Pendekar pedang berjubah putih itu sedikit membeku, tampak ragu-ragu. Dia hanya ingin berlatih tanding dengan Raja Iblis; dia tidak perlu membunuh yang terakhir. Selain itu, dia tidak datang jauh-jauh ke sini untuk membunuh seseorang.

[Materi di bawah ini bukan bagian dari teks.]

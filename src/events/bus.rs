use std::collections::HashMap;
use std::sync::atomic::{AtomicU64, Ordering};
use std::sync::Arc;

use chrono::Utc;
use crossbeam_channel::{bounded, Receiver, Sender, TrySendError};
use parking_lot::RwLock;
use tracing::warn;
use uuid::Uuid;

use super::types::{EventMetadata, MarketDataEvent};

type Envelope = (MarketDataEvent, EventMetadata);

/// Subscription to the event bus. Each subscription owns a bounded queue; when the
/// subscriber falls behind, the oldest queued events are dropped and counted rather
/// than ever blocking the publisher.
#[derive(Debug)]
pub struct Subscription {
    id: Uuid,
    receiver: Receiver<Envelope>,
    dropped: Arc<AtomicU64>,
}

impl Subscription {
    /// Returns the subscription ID.
    pub fn id(&self) -> Uuid {
        self.id
    }

    /// Receives the next event, blocking until one arrives. Returns `None` once the
    /// subscription has been removed from the bus and its queue is drained.
    pub fn receive(&self) -> Option<Envelope> {
        self.receiver.recv().ok()
    }

    /// Try to receive an event without blocking.
    pub fn try_receive(&self) -> Option<Envelope> {
        self.receiver.try_recv().ok()
    }

    /// Number of events dropped because this subscriber's queue was full.
    pub fn dropped_count(&self) -> u64 {
        self.dropped.load(Ordering::Relaxed)
    }
}

/// Bus-side state for one subscriber. The `evict` receiver is a clone of the
/// subscriber's end, kept so the publisher can pop the oldest entry on overflow.
#[derive(Debug)]
struct SubscriberSlot {
    sender: Sender<Envelope>,
    evict: Receiver<Envelope>,
    dropped: Arc<AtomicU64>,
}

/// Event bus distributing market-data events to subscribers. Publishing never
/// blocks: each subscriber has a bounded queue with a drop-oldest overflow policy,
/// and a subscriber that goes away is detached from the registry and logged.
#[derive(Debug, Clone)]
pub struct EventBus {
    inner: Arc<RwLock<HashMap<Uuid, SubscriberSlot>>>,
    sequence_counter: Arc<AtomicU64>,
    queue_capacity: usize,
    source: String,
}

impl EventBus {
    /// Creates a new event bus. `queue_capacity` bounds each subscriber's queue and
    /// is at least 1.
    pub fn new(source: impl Into<String>, queue_capacity: usize) -> Self {
        Self {
            inner: Arc::new(RwLock::new(HashMap::new())),
            sequence_counter: Arc::new(AtomicU64::new(0)),
            queue_capacity: queue_capacity.max(1),
            source: source.into(),
        }
    }

    /// Subscribes to events.
    pub fn subscribe(&self) -> Subscription {
        let id = Uuid::new_v4();
        let (sender, receiver) = bounded(self.queue_capacity);
        let dropped = Arc::new(AtomicU64::new(0));

        let mut inner = self.inner.write();
        inner.insert(
            id,
            SubscriberSlot {
                sender,
                evict: receiver.clone(),
                dropped: dropped.clone(),
            },
        );

        Subscription {
            id,
            receiver,
            dropped,
        }
    }

    /// Detaches a subscriber. Its pending queue stays readable until drained.
    pub fn unsubscribe(&self, subscription_id: Uuid) -> bool {
        let mut inner = self.inner.write();
        inner.remove(&subscription_id).is_some()
    }

    /// Publishes an event to all subscribers without blocking. A failing sink is
    /// detached and logged: a subscriber whose `Subscription` handle has been
    /// dropped is removed from the registry here, and never serviced again.
    pub fn publish(&self, event: MarketDataEvent) {
        let metadata = EventMetadata {
            id: Uuid::new_v4(),
            timestamp: Utc::now(),
            sequence: self.sequence_counter.fetch_add(1, Ordering::SeqCst) + 1,
            source: self.source.clone(),
        };

        // Snapshot the slots so slow subscribers are serviced outside the lock.
        // A gone subscriber is detected here: its `Subscription` held the only
        // other reference to the dropped counter, so the slot now holds the last.
        let mut disconnected: Vec<Uuid> = Vec::new();
        let slots: Vec<(Uuid, Sender<Envelope>, Receiver<Envelope>, Arc<AtomicU64>)> = {
            let inner = self.inner.read();
            inner
                .iter()
                .filter_map(|(id, slot)| {
                    if Arc::strong_count(&slot.dropped) == 1 {
                        disconnected.push(*id);
                        None
                    } else {
                        Some((
                            *id,
                            slot.sender.clone(),
                            slot.evict.clone(),
                            slot.dropped.clone(),
                        ))
                    }
                })
                .collect()
        };

        for (id, sender, evict, dropped) in slots {
            let mut envelope = (event.clone(), metadata.clone());
            loop {
                match sender.try_send(envelope) {
                    Ok(()) => break,
                    Err(TrySendError::Full(returned)) => {
                        // Queue full: evict the oldest entry and retry.
                        if evict.try_recv().is_ok() {
                            dropped.fetch_add(1, Ordering::Relaxed);
                        }
                        envelope = returned;
                    }
                    Err(TrySendError::Disconnected(_)) => {
                        disconnected.push(id);
                        break;
                    }
                }
            }
        }

        if !disconnected.is_empty() {
            let mut inner = self.inner.write();
            for id in disconnected {
                if inner.remove(&id).is_some() {
                    warn!(subscription_id = %id, "subscriber disconnected, detached");
                }
            }
        }
    }

    /// Returns the number of active subscribers.
    pub fn subscriber_count(&self) -> usize {
        let inner = self.inner.read();
        inner.len()
    }
}

impl Default for EventBus {
    fn default() -> Self {
        Self::new("matchbook", 1024)
    }
}

#[cfg(test)]
mod tests {
    use super::*;
    use crate::orderbook::BookSnapshot;

    fn snapshot_event(symbol: &str) -> MarketDataEvent {
        MarketDataEvent::BookSnapshot(BookSnapshot {
            symbol: symbol.to_string(),
            bids: Vec::new(),
            asks: Vec::new(),
            sequence: 0,
            timestamp: Utc::now(),
        })
    }

    #[test]
    fn test_subscribe_unsubscribe() {
        let bus = EventBus::default();
        assert_eq!(bus.subscriber_count(), 0);

        let subscription = bus.subscribe();
        assert_eq!(bus.subscriber_count(), 1);

        assert!(bus.unsubscribe(subscription.id()));
        assert!(!bus.unsubscribe(subscription.id()));
        assert_eq!(bus.subscriber_count(), 0);
    }

    #[test]
    fn test_publish_receive() {
        let bus = EventBus::new("test", 16);
        let subscription = bus.subscribe();

        bus.publish(snapshot_event("BTC-USDT"));

        let (event, metadata) = subscription.receive().expect("should receive event");
        assert_eq!(event.channel(), "orderbook");
        assert_eq!(event.symbol(), "BTC-USDT");
        assert_eq!(metadata.sequence, 1);
        assert_eq!(metadata.source, "test");
    }

    #[test]
    fn test_multiple_subscribers_all_receive() {
        let bus = EventBus::new("test", 16);
        let sub1 = bus.subscribe();
        let sub2 = bus.subscribe();

        bus.publish(snapshot_event("BTC-USDT"));

        assert!(sub1.receive().is_some());
        assert!(sub2.receive().is_some());
    }

    #[test]
    fn test_slow_subscriber_drops_oldest() {
        let bus = EventBus::new("test", 2);
        let subscription = bus.subscribe();

        for symbol in ["A", "B", "C", "D"] {
            bus.publish(snapshot_event(symbol));
        }

        // The two oldest events were evicted, the two newest remain in order.
        assert_eq!(subscription.dropped_count(), 2);
        let (first, _) = subscription.try_receive().expect("queued event");
        let (second, _) = subscription.try_receive().expect("queued event");
        assert_eq!(first.symbol(), "C");
        assert_eq!(second.symbol(), "D");
        assert!(subscription.try_receive().is_none());
    }

    #[test]
    fn test_disconnected_subscriber_is_detached() {
        let bus = EventBus::new("test", 16);
        let keeper = bus.subscribe();
        let goner = bus.subscribe();
        assert_eq!(bus.subscriber_count(), 2);

        // Dropping the handle without unsubscribing: the next publish detects
        // the dead slot, removes it, and still services the live subscriber.
        drop(goner);
        bus.publish(snapshot_event("BTC-USDT"));

        assert_eq!(bus.subscriber_count(), 1);
        let (event, _) = keeper.receive().expect("live subscriber still serviced");
        assert_eq!(event.symbol(), "BTC-USDT");

        // Publishing again does not resurrect the dead slot.
        bus.publish(snapshot_event("BTC-USDT"));
        assert_eq!(bus.subscriber_count(), 1);
    }

    #[test]
    fn test_unsubscribed_queue_drains_then_closes() {
        let bus = EventBus::new("test", 16);
        let subscription = bus.subscribe();

        bus.publish(snapshot_event("BTC-USDT"));
        assert!(bus.unsubscribe(subscription.id()));

        // Buffered event is still delivered, then the stream ends.
        assert!(subscription.receive().is_some());
        assert!(subscription.receive().is_none());
    }

    #[test]
    fn test_metadata_sequence_increases() {
        let bus = EventBus::new("test", 16);
        let subscription = bus.subscribe();

        bus.publish(snapshot_event("A"));
        bus.publish(snapshot_event("B"));

        let (_, first) = subscription.receive().expect("event");
        let (_, second) = subscription.receive().expect("event");
        assert!(second.sequence > first.sequence);
    }
}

“Kumohon… coba bunuh aku!” desak Raja Iblis. Dia tertawa terbahak-bahak seperti orang gila, dan gelombang energi iblis yang mengerikan menyebar di langit berbintang di sekitar mereka; ruang-waktu di sekitarnya juga bergetar hebat.
Sombong! Raja Iblis tampak tidak malu menunjukkan betapa sombong dan ganasnya dia, tetapi itu sama sekali tidak aneh. Dia kuat, jadi dia berhak untuk bersikap sombong dan ganas.
Dia juga memiliki cukup kepercayaan diri. Lagipula, dia hanya pernah mengalami kekalahan dua kali sepanjang hidupnya.
Lalu kenapa kalau pendekar pedang berjubah putih itu terlihat tangguh? Tanpa Guru Kuas Taois Agung, dia hampir tak terkalahkan di dunia ini—tak terkalahkan!
Raja Iblis tertawa terbahak-bahak dan berubah menjadi seberkas cahaya iblis yang melesat ke arah pendekar pedang berjubah putih.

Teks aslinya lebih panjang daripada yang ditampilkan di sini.